Exercise prompt: The answer must be an exact transcription of all the records below.

Record excerpts:
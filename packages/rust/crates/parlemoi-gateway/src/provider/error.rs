//! Provider failure modes.

use thiserror::Error;

/// Failure of one provider call. Never retried by the gateway.
#[derive(Debug, Error)]
pub enum ProviderError {
    /// No credential configured; raised before any network I/O.
    #[error("provider API key is not configured (set OPENAI_API_KEY)")]
    MissingApiKey,

    /// Connection, TLS, timeout or body-read failure.
    #[error("provider request failed: {0}")]
    Transport(#[from] reqwest::Error),

    /// Provider answered with a non-success status.
    #[error("provider API error {status}: {body}")]
    Status { status: u16, body: String },

    /// Response body could not be decoded into the expected shape.
    #[error("provider response parse error: {0}")]
    Decode(String),

    /// Completion carried no usable reply text.
    #[error("provider response has no reply text")]
    EmptyCompletion,

    /// Stored upload could not be read back.
    #[error("failed to read stored audio: {0}")]
    Audio(#[from] std::io::Error),
}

Task output:
filename packages/rust/crates/parlemoi-gateway/src/provider/error.rs
//! Provider failure modes.

use thiserror::Error;

/// Failure of one provider call. Never retried by the gateway.
#[derive(Debug, Error)]
pub enum ProviderError {
    /// No credential configured; raised before any network I/O.
    #[error("provider API key is not configured (set OPENAI_API_KEY)")]
    MissingApiKey,

    /// Connection, TLS, timeout or body-read failure.
    #[error("provider request failed: {0}")]
    Transport(#[from] reqwest::Error),

    /// Provider answered with a non-success status.
    #[error("provider API error {status}: {body}")]
    Status { status: u16, body: String },

    /// Response body could not be decoded into the expected shape.
    #[error("provider response parse error: {0}")]
    Decode(String),

    /// Completion carried no usable reply text.
    #[error("provider response has no reply text")]
    EmptyCompletion,

    /// Stored upload could not be read back.
    #[error("failed to read stored audio: {0}")]
    Audio(#[from] std::io::Error),
}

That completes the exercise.